**WORK TASK:** Work through the data and say how many lines contain "signing". The number alone is the answer.

**INFORMATION GIVEN:**
============================================================
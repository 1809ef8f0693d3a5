//! Digest signing and verification.
//!
//! Signatures are RSASSA-PKCS1-v1_5 over SHA-256. The signed value is the
//! SHA-256 of the digest record's raw hex text, not the package digest
//! itself; the two-stage hash is part of the wire contract and verifiers
//! must reproduce it.

use base64::{engine::general_purpose::STANDARD, Engine as _};
use num_bigint_dig::ModInverse;
use rand::rngs::OsRng;
use rsa::pkcs1::{DecodeRsaPublicKey, EncodeRsaPublicKey};
use rsa::{BigUint, Pkcs1v15Sign, RsaPrivateKey, RsaPublicKey};
use sha2::{Digest, Sha256};

use crate::secrets::{CrtComponents, FactorySecrets};
use crate::ProvisionError;

/// Smallest accepted RSA modulus.
pub const MIN_KEY_BITS: usize = 2048;
/// Fixed public exponent.
pub const PUBLIC_EXPONENT: u64 = 65537;

/// Where the run's signing key comes from.
///
/// `Imported` reconstructs the key from factory-secret CRT components and
/// is the production path: the public key stays stable across runs.
/// `Ephemeral` generates a throwaway pair and exists for isolated testing.
#[derive(Debug, Clone, Copy, PartialEq, Eq)]
pub enum KeyProvider {
    Imported,
    Ephemeral { bits: usize },
}

/// Holds the run's signing key pair.
pub struct SignatureService {
    private: RsaPrivateKey,
    public: RsaPublicKey,
}

impl std::fmt::Debug for SignatureService {
    fn fmt(&self, f: &mut std::fmt::Formatter<'_>) -> std::fmt::Result {
        f.debug_struct("SignatureService")
            .field("private", &"[redacted]")
            .finish()
    }
}

impl SignatureService {
    pub fn new(provider: KeyProvider, secrets: &FactorySecrets) -> Result<Self, ProvisionError> {
        let private = match provider {
            KeyProvider::Imported => key_from_crt(secrets.rsa())?,
            KeyProvider::Ephemeral { bits } => {
                if bits < MIN_KEY_BITS {
                    return Err(ProvisionError::Key(format!(
                        "requested {bits}-bit key, minimum is {MIN_KEY_BITS}"
                    )));
                }
                RsaPrivateKey::new(&mut OsRng, bits)
                    .map_err(|e| ProvisionError::Key(format!("key generation failed: {e}")))?
            }
        };
        let public = RsaPublicKey::from(&private);
        Ok(Self { private, public })
    }

    pub fn public_key(&self) -> &RsaPublicKey {
        &self.public
    }

    /// Base64 PKCS#1 DER of the public key, the single-line form embedded
    /// in package headers and consumed by `decode_public_key_b64`.
    pub fn public_key_b64(&self) -> Result<String, ProvisionError> {
        let der = self
            .public
            .to_pkcs1_der()
            .map_err(|e| ProvisionError::Key(format!("public key encoding failed: {e}")))?;
        Ok(STANDARD.encode(der.as_bytes()))
    }

    /// Sign the raw bytes of a digest record.
    pub fn sign_digest_text(&self, digest_text: &[u8]) -> Result<Vec<u8>, ProvisionError> {
        let hashed = Sha256::digest(digest_text);
        self.private
            .sign(Pkcs1v15Sign::new::<Sha256>(), &hashed)
            .map_err(|e| ProvisionError::Sign(e.to_string()))
    }
}

/// Consumer-side check: reproduce the two-stage hash and verify the
/// signature against the given public key.
pub fn verify_digest_text(digest_text: &[u8], signature: &[u8], public: &RsaPublicKey) -> bool {
    let hashed = Sha256::digest(digest_text);
    public
        .verify(Pkcs1v15Sign::new::<Sha256>(), &hashed, signature)
        .is_ok()
}

/// Decode a public key from the base64 PKCS#1 DER text form.
pub fn decode_public_key_b64(text: &str) -> Result<RsaPublicKey, ProvisionError> {
    let der = STANDARD
        .decode(text.trim().as_bytes())
        .map_err(|_| ProvisionError::Key("invalid base64 public key".to_string()))?;
    RsaPublicKey::from_pkcs1_der(&der)
        .map_err(|e| ProvisionError::Key(format!("invalid public key encoding: {e}")))
}

/// Rebuild the private key from factory CRT components.
///
/// `d` is recovered as the inverse of `e` modulo `(p-1)(q-1)`; the supplied
/// `dP`, `dQ` and `qInv` are then cross-checked against the reconstruction
/// so corrupted secrets fail here instead of producing bad signatures.
fn key_from_crt(rsa: &CrtComponents) -> Result<RsaPrivateKey, ProvisionError> {
    let p = BigUint::from_bytes_be(&rsa.p);
    let q = BigUint::from_bytes_be(&rsa.q);
    let one = BigUint::from(1u32);
    if p <= one || q <= one {
        return Err(ProvisionError::Key("rsa primes are degenerate".to_string()));
    }
    let n = &p * &q;
    if n.bits() < MIN_KEY_BITS {
        return Err(ProvisionError::Key(format!(
            "modulus is {} bits, minimum is {MIN_KEY_BITS}",
            n.bits()
        )));
    }
    let e = BigUint::from(PUBLIC_EXPONENT);
    let phi = (&p - &one) * (&q - &one);
    let d = (&e)
        .mod_inverse(&phi)
        .and_then(|d| d.to_biguint())
        .ok_or_else(|| {
            ProvisionError::Key("public exponent is not invertible for the supplied primes".to_string())
        })?;

    let dp = &d % (&p - &one);
    let dq = &d % (&q - &one);
    let qinv = (&q)
        .mod_inverse(&p)
        .and_then(|v| v.to_biguint())
        .ok_or_else(|| ProvisionError::Key("q is not invertible modulo p".to_string()))?;
    if dp != BigUint::from_bytes_be(&rsa.dp) {
        return Err(ProvisionError::Key("dP does not match p and q".to_string()));
    }
    if dq != BigUint::from_bytes_be(&rsa.dq) {
        return Err(ProvisionError::Key("dQ does not match p and q".to_string()));
    }
    if qinv != BigUint::from_bytes_be(&rsa.qinv) {
        return Err(ProvisionError::Key("qInv does not match p and q".to_string()));
    }

    RsaPrivateKey::from_components(n, e, d, vec![p, q])
        .map_err(|e| ProvisionError::Key(format!("key reconstruction failed: {e}")))
}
============================================================
**RESULT OF THIS TASK:** 3